A North Carolina sheriff’s deputy sues his former employer for religious discrimination after it wouldn’t accommodate his request to not train a female officer one-on-one.
DAVID ROACH AUGUST 20, 2019
Aformer North Carolina sheriff’s deputy may be the first to file a lawsuit alleging he faced discrimination for his commitment to the “Billy Graham Rule.”
Manuel Torres, 51, claims in a federal lawsuit that he requested a “religious accommodation” from the Lee County, North Carolina, Sheriff’s Office, where he was employed from 2012 to 2017, after he was ordered to train a female deputy. The training included “the requirement that he spend significant periods of time alone in his patrol car with the female officer trainee.”
A deacon at East Sanford Baptist Church in Sanford, North Carolina, Torres “holds the strong and sincere religious belief that the Holy Bible prohibits him, a married man, from being alone for extended periods of time with a female who is not his wife,” according to the lawsuit filed July 31 in US district court.
The practice of not being alone with a member of the opposite sex other than one’s spouse is called the Billy Graham Rule in honor of the late evangelist, who adopted the policy early in his ministry to avoid temptation and accusations of sexual immorality. While some say the practice demonstrates integrity and protects marriages, others claim it can be discriminatory.
According to Torres’s lawsuit, the Lee County Sheriff’s Office allegedly vacillated between granting and denying the requested accommodation for weeks before terminating Torres “without an explanation.” Torres also claims a colleague “failed to respond” to his call for backup at a “multi-vehicle accident in an unsafe area” because of the requested accommodation.
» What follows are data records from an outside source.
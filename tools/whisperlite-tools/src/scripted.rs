use std::{path::Path, thread, time::Duration};

use anyhow::{anyhow, Result};
use whisperlite_core::catalog::ModelSpec;
use whisperlite_engine::{
    transcribe::{AcceleratorInfo, DecodeOptions, Segment, SpeechEngine, Transcript},
    translate::TranslationEngine,
};

/// A stand-in engine that sleeps instead of running a model.
#[derive(Debug, Clone)]
pub struct ScriptedEngine {
    pub setup: Duration,
    pub work: Duration,
    pub fail: bool,
    pub accelerator_gb: Option<f64>,
    pub text: Option<String>,
    pub language: String,
    loaded: Option<&'static str>,
}

impl ScriptedEngine {
    pub fn new(setup: Duration, work: Duration) -> Self {
        Self {
            setup,
            work,
            fail: false,
            accelerator_gb: Some(8.0),
            text: None,
            language: "en".to_string(),
            loaded: None,
        }
    }
}

impl SpeechEngine for ScriptedEngine {
    fn accelerator(&self) -> Result<AcceleratorInfo> {
        let memory_gb = self
            .accelerator_gb
            .ok_or_else(|| anyhow!("no CUDA-capable device detected"))?;
        Ok(AcceleratorInfo {
            name: "Scripted GPU".to_string(),
            memory_gb,
        })
    }

    fn load_model(&mut self, model: &ModelSpec, _model_dir: &Path) -> Result<()> {
        thread::sleep(self.setup);
        self.loaded = Some(model.name);
        Ok(())
    }

    fn transcribe(&mut self, audio_file: &Path, options: &DecodeOptions) -> Result<Transcript> {
        let model = self.loaded.ok_or_else(|| anyhow!("model not loaded"))?;
        thread::sleep(self.work);
        if self.fail {
            return Err(anyhow!("scripted failure while decoding"));
        }
        let text = self.text.clone().unwrap_or_else(|| {
            format!(
                "simulated {model} transcript of {}",
                audio_file.file_name().unwrap_or_default().to_string_lossy()
            )
        });
        Ok(Transcript {
            segments: vec![Segment {
                start_sec: 0.0,
                end_sec: self.work.as_secs_f64(),
                text: text.clone(),
            }],
            text,
            language: options
                .language
                .clone()
                .unwrap_or_else(|| self.language.clone()),
        })
    }

    fn release(&mut self) {
        self.loaded = None;
    }
}

/// Tags the text with the target code instead of translating it.
#[derive(Debug, Clone, Default)]
pub struct ScriptedTranslator {
    pub work: Duration,
    pub fail: bool,
}

impl TranslationEngine for ScriptedTranslator {
    fn translate(&mut self, text: &str, target_code: &str) -> Result<String> {
        thread::sleep(self.work);
        if self.fail {
            return Err(anyhow!("scripted translation service unavailable"));
        }
        Ok(format!("[{target_code}] {text}"))
    }
}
Howard Friedman, a University of Toledo law professor who blogs about religious liberty at Religion Clause, said he is unaware of any other court cases involving the Billy Graham Rule but noted Torres’s lawsuit “is part of the growing number of cases in which religious freedom clashes with non-discrimination norms.”
“This is a public official who is invoking religious free exercise to avoid carrying out a part of his employment duties,” Friedman said in an email to Christianity Today. “In that context, it is similar to the long-running Kim Davis saga in which a Kentucky court clerk refused to issue marriage licenses to same-sex couples.”
He also noted “a parallel” to a case in which Washington State pharmacists were ordered to dispense emergency contraception pills despite their religious objections.
Robbie Gibson, Torres’s pastor at East Sanford Baptist Church, told CT Torres is “a man who is genuinely trying to walk his faith out in everyday life.” The Graham Rule, he said, is the “best approach” for avoiding temptation and guarding against false accusations of impropriety. Still, after news of Torres’s lawsuit broke, the church’s Facebook page was inundated with negative comments, including some calling the congregation “bigots” and “oppressors of women.”
“You cannot live in a #MeToo world” and “then force people to act and live in such a way that they can be accused without any defense,” Gibson said, as when an employee is told, “I’m going to put you out alone all night long in a car with someone.”
Vice President Mike Pence and former Mississippi gubernatorial candidate Robert Foster are among public figures to draw critique for stating they follow the Billy Graham Rule. Pence faced criticism in 2017 after a Washington Post profile of his wife, Karen, claimed the vice president never eats alone with a woman who is not his wife. A reporter for Mississippi Todaysaid last month it was “sexist” for Foster to ask that a male colleague accompany her if she wanted to ride along with him on a campaign trip.
Despite criticism of Graham Rule adherents, a New York Times poll found most American women and nearly half of men think it is inappropriate to have dinner alone with someone of the opposite gender who is not their spouse. About a quarter of those polled found it inappropriate to have a work meeting alone with a colleague of the opposite gender.
Torres alleges religious discrimination against his former employer as well as two North Carolina police departments—the Apex Police Department and the Silver City Police Department—which supposedly did not hire him after the Lee County told them about his request for a religious accommodation.
The lawsuit asks the court to award Torres $300,000 in compensatory damages plus more than $15,000 in punitive damages. The defendants have yet to file their responses to the suit.
Title VII of the 1964 Civil Rights Act “requires a reasonable accommodation” in cases like Torres’s, according to Friedman. Yet a female employee who was denied training due to the Billy Graham Rule might also have grounds to claim discrimination on the basis of sex if her trainer was given an exemption.
David Roach is a writer in Nashville, Tennessee.